Semarang, InewsSoloraya.id – Fakultas Hukum Universitas Wahid Hasyim (FH Unwahas) Semarang menggelar Seminar Nasional secara hybrid bertema “Status Hukum Anak Luar Nikah Pasca Putusan Mahkamah Konstitusi”.
Seminar Nasional ini menghadirkan empat narasumber yang berkompeten yakni Dr Irfan Nur Rahman SH MH (Staff Ahli Hakim Konstitusi), Budi Prayitno SH MH (Ketua Pengadilan Negeri Lumajang), Dr Mursito SH MH (Dosen FH Unwahas Semarang) dan Dr Endang Prasetyawati SH MH (Wakil Dekan Fakultas Hukum UNTAG Surabaya).
Dekan FH Unwahas Semarang Dr Mastur SH MH mengatakan bahwa walaupun putusan MK No. 46/PUU-VIII/2010 sudah lumayan lama, namun akibat hukum dari status anak luar nikah atau anak luar kawin atau anak sirri atau anak dari hasil perkawinan yang tidak tercatatkan dengan sah dalam hukum negara, masih menarik untuk dibahas.

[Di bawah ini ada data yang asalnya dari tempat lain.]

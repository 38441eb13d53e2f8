//! Indexed triangle meshes
//!
//! Triangles are wound clockwise when seen from their front side, in a
//! left-handed coordinate system, so `(v1 - v0) × (v2 - v0)` points outwards.

use std::path::Path;

use glam::Vec3;

use crate::error::{Error, Result};

/// Positions plus a triangle list
#[derive(Debug, Clone, PartialEq)]
pub struct Mesh {
    positions: Vec<Vec3>,
    indices: Vec<u32>,
}

impl Mesh {
    /// Create a mesh, checking that every index is in range
    pub fn new(positions: Vec<Vec3>, indices: Vec<u32>) -> Result<Self> {
        if indices.len() % 3 != 0 {
            return Err(Error::PartialTriangle(indices.len()));
        }
        if let Some(&index) = indices.iter().find(|&&i| i as usize >= positions.len()) {
            return Err(Error::IndexOutOfRange {
                index,
                vertex_count: positions.len(),
            });
        }
        Ok(Self { positions, indices })
    }

    /// Closed box centred on the origin with shared corner vertices
    ///
    /// # Arguments
    /// * `size` - Full dimensions (width, height, length)
    pub fn cuboid(size: Vec3) -> Self {
        let h = size * 0.5;
        // Bit 0 selects +x, bit 1 +y, bit 2 +z
        let positions = (0..8)
            .map(|i| {
                Vec3::new(
                    if i & 1 != 0 { h.x } else { -h.x },
                    if i & 2 != 0 { h.y } else { -h.y },
                    if i & 4 != 0 { h.z } else { -h.z },
                )
            })
            .collect();

        #[rustfmt::skip]
        let indices = vec![
            0, 2, 3,  0, 3, 1, // -z
            4, 5, 7,  4, 7, 6, // +z
            0, 4, 6,  0, 6, 2, // -x
            1, 3, 7,  1, 7, 5, // +x
            0, 1, 5,  0, 5, 4, // -y
            2, 6, 7,  2, 7, 3, // +y
        ];

        Self { positions, indices }
    }

    /// Load every model of a Wavefront OBJ file into one mesh
    pub fn load_obj(path: impl AsRef<Path>) -> Result<Self> {
        let path = path.as_ref();
        let options = tobj::LoadOptions {
            triangulate: true,
            // Position indices only, so corners with several normals stay shared
            single_index: false,
            ..Default::default()
        };
        let (models, _materials) = tobj::load_obj(path, &options).map_err(|source| Error::MeshLoad {
            path: path.to_path_buf(),
            source,
        })?;

        let mut positions = Vec::new();
        let mut indices = Vec::new();
        for model in &models {
            let base = positions.len() as u32;
            positions.extend(
                model
                    .mesh
                    .positions
                    .chunks_exact(3)
                    .map(|p| Vec3::new(p[0], p[1], p[2])),
            );
            indices.extend(model.mesh.indices.iter().map(|&i| base + i));
        }

        if indices.is_empty() {
            return Err(Error::EmptyMesh(path.to_path_buf()));
        }

        tracing::info!(
            "Loaded mesh {}: {} vertices, {} triangles",
            path.display(),
            positions.len(),
            indices.len() / 3
        );
        Self::new(positions, indices)
    }

    pub fn positions(&self) -> &[Vec3] {
        &self.positions
    }

    pub fn indices(&self) -> &[u32] {
        &self.indices
    }

    pub fn face_count(&self) -> usize {
        self.indices.len() / 3
    }

    /// Vertex indices of each triangle
    pub fn faces(&self) -> impl Iterator<Item = [u32; 3]> + '_ {
        self.indices.chunks_exact(3).map(|f| [f[0], f[1], f[2]])
    }

    /// Positions of each triangle
    pub fn triangles(&self) -> impl Iterator<Item = [Vec3; 3]> + '_ {
        self.faces().map(|[a, b, c]| {
            [
                self.positions[a as usize],
                self.positions[b as usize],
                self.positions[c as usize],
            ]
        })
    }
}
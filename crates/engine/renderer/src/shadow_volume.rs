//! Stencil shadow volumes
//!
//! The volume is built from the silhouette of a mesh as seen from a
//! directional light. Every face turned away from the light contributes its
//! three edges; edges shared by two such faces appear once in each direction
//! and cancel, which leaves the silhouette. Each remaining edge is extruded
//! along the light direction into a quad of two triangles.
//!
//! No caps are generated: the volume relies on the depth test against the
//! already rendered scene (z-pass counting).

use std::collections::HashMap;

use glam::Vec3;

use crate::error::{Error, Result};
use crate::mesh::Mesh;

/// Vertex capacity of a shadow volume buffer
pub const DEFAULT_CAPACITY: usize = 32000;

/// Distance silhouette edges are pushed along the light
pub const EXTRUSION_DISTANCE: f32 = 100.0;

/// Directed edges `(a, b)` on the boundary between faces turned towards and away from the light
///
/// # Arguments
/// * `mesh` - Closed mesh with clockwise front faces
/// * `light` - Direction the light travels, in the mesh's space
pub fn silhouette_edges(mesh: &Mesh, light: Vec3) -> Vec<(u32, u32)> {
    let towards_light = -light;
    let positions = mesh.positions();

    let mut edges: Vec<Option<(u32, u32)>> = Vec::new();
    let mut open: HashMap<(u32, u32), Vec<usize>> = HashMap::new();

    for [i0, i1, i2] in mesh.faces() {
        let v0 = positions[i0 as usize];
        let v1 = positions[i1 as usize];
        let v2 = positions[i2 as usize];

        // Points into the mesh for clockwise faces
        let normal = (v2 - v1).cross(v1 - v0);
        if normal.dot(towards_light) < 0.0 {
            continue;
        }

        for (a, b) in [(i0, i1), (i1, i2), (i2, i0)] {
            let twin = open.get_mut(&(b, a)).and_then(|slots| slots.pop());
            match twin {
                Some(slot) => edges[slot] = None,
                None => {
                    open.entry((a, b)).or_default().push(edges.len());
                    edges.push(Some((a, b)));
                }
            }
        }
    }

    edges.into_iter().flatten().collect()
}

/// How the volume is counted into the stencil buffer
#[derive(Clone, Copy, Debug, PartialEq, Eq, Default)]
pub enum StencilStrategy {
    /// One draw with separate operations for each face orientation
    #[default]
    TwoSided,
    /// Two draws, one per face orientation
    TwoPass,
}

#[derive(Clone, Copy, Debug, PartialEq, Eq)]
pub enum CullMode {
    None,
    Clockwise,
    CounterClockwise,
}

#[derive(Clone, Copy, Debug, PartialEq, Eq)]
pub enum StencilOp {
    Keep,
    Increment,
    Decrement,
}

/// One draw of the volume geometry
#[derive(Clone, Copy, Debug, PartialEq, Eq)]
pub enum VolumePass {
    /// Debug view: the volume drawn visibly, no stencil, no depth writes, no culling
    Visible,
    /// Stencil-only draw
    ///
    /// The stencil test always passes with reference 1; failing stencil or
    /// depth keeps the value and passing applies the per-orientation
    /// operation. Colour and depth writes are off and shading is flat.
    Stencil {
        cull: CullMode,
        clockwise: StencilOp,
        counter_clockwise: StencilOp,
    },
}

/// Receives the draws of a shadow volume
pub trait ShadowSink {
    fn draw_volume(&mut self, vertices: &[Vec3], pass: &VolumePass);

    /// Back to default state: cull counter-clockwise, depth writes on, stencil and blending off
    fn restore(&mut self) {}
}

/// Passes needed to count a volume with the given strategy
pub fn stencil_passes(strategy: StencilStrategy) -> Vec<VolumePass> {
    match strategy {
        StencilStrategy::TwoSided => vec![VolumePass::Stencil {
            cull: CullMode::None,
            clockwise: StencilOp::Increment,
            counter_clockwise: StencilOp::Decrement,
        }],
        StencilStrategy::TwoPass => vec![
            VolumePass::Stencil {
                cull: CullMode::Clockwise,
                clockwise: StencilOp::Increment,
                counter_clockwise: StencilOp::Increment,
            },
            VolumePass::Stencil {
                cull: CullMode::CounterClockwise,
                clockwise: StencilOp::Decrement,
                counter_clockwise: StencilOp::Decrement,
            },
        ],
    }
}

/// Extruded silhouette geometry for one caster
#[derive(Debug, Clone)]
pub struct ShadowVolume {
    vertices: Vec<Vec3>,
    capacity: usize,
    show_volumes: bool,
}

impl Default for ShadowVolume {
    fn default() -> Self {
        Self::new(DEFAULT_CAPACITY)
    }
}

impl ShadowVolume {
    pub fn new(capacity: usize) -> Self {
        Self {
            vertices: Vec::new(),
            capacity,
            show_volumes: false,
        }
    }

    pub fn capacity(&self) -> usize {
        self.capacity
    }

    pub fn reset(&mut self) {
        self.vertices.clear();
    }

    /// Draw the volume visibly before the stencil passes
    pub fn set_show_volumes(&mut self, show: bool) {
        self.show_volumes = show;
    }

    pub fn show_volumes(&self) -> bool {
        self.show_volumes
    }

    pub fn vertices(&self) -> &[Vec3] {
        &self.vertices
    }

    pub fn vertex_count(&self) -> usize {
        self.vertices.len()
    }

    pub fn triangle_count(&self) -> usize {
        self.vertices.len() / 3
    }

    /// Append the extruded silhouette of `mesh`
    ///
    /// Geometry is appended to what is already there; call [`reset`](Self::reset)
    /// first to rebuild. Nothing is appended when the result would not fit.
    ///
    /// # Arguments
    /// * `mesh` - Caster geometry
    /// * `light` - Direction the light travels, in the mesh's space
    pub fn build_from_mesh(&mut self, mesh: &Mesh, light: Vec3) -> Result<()> {
        let edges = silhouette_edges(mesh, light);
        let required = self.vertices.len() + edges.len() * 6;
        if required > self.capacity {
            tracing::warn!(
                "Shadow volume overflow: {} vertices needed, capacity {}",
                required,
                self.capacity
            );
            return Err(Error::CapacityExceeded {
                required,
                capacity: self.capacity,
            });
        }

        let positions = mesh.positions();
        let offset = light * EXTRUSION_DISTANCE;
        for (a, b) in edges {
            let near_a = positions[a as usize];
            let near_b = positions[b as usize];
            let far_a = near_a + offset;
            let far_b = near_b + offset;
            self.vertices
                .extend_from_slice(&[near_a, near_b, far_a, near_b, far_b, far_a]);
        }
        Ok(())
    }

    /// Issue the draws for the volume
    pub fn render(&self, sink: &mut impl ShadowSink, strategy: StencilStrategy) {
        if self.show_volumes {
            sink.draw_volume(&self.vertices, &VolumePass::Visible);
        }
        for pass in stencil_passes(strategy) {
            sink.draw_volume(&self.vertices, &pass);
        }
        sink.restore();
    }
}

“Karena hal tersebut masih selalu terjadi permasalahan dan pro kontra di masyrakat. Oleh karena itu perlu adanya pemahaman yang benar, obyektif dan mendalam tentang Status Hukum Anak Luar Nikah Pasca Putusan Mahkamah Konstitusi dengan mengundang para narasumber yang kompeten,” kata Mastur, dalam siaran persnya, Kamis (29/9/2022).
Rektor Unwahas Semarang Mudzakkir Ali menyampaikan Kajian dari aspek agama dan berkaitan dengan nilai aswaja yang dikembangkan oleh Unwahas, terkait dengan tema umumnya dibagi tiga yakni anak lahir dari hasil pernikahan tercatat, anak lahir dari pernikahan tidak tercatat, kemudian anak lahir hasil di luar nikah.
“Yang penting bahwa dalam bahasa ilmu fiqih, hukum didasarkan pada alasan baik itu ada maupun tidak ada, dan dalam hadist yang artinya tidak boleh ada sesuatu yang membuat madlarat diri sendiri atau memadlarati orang lain. Mudah-mudahan manfaat dalam forum ini, sekali lagi kami mengapresiasi dalam Seminar Nasional ini, semoga membuahkan hasil yang bermanfaat dan berguna bagi masyarakat banyak,” ujarnya.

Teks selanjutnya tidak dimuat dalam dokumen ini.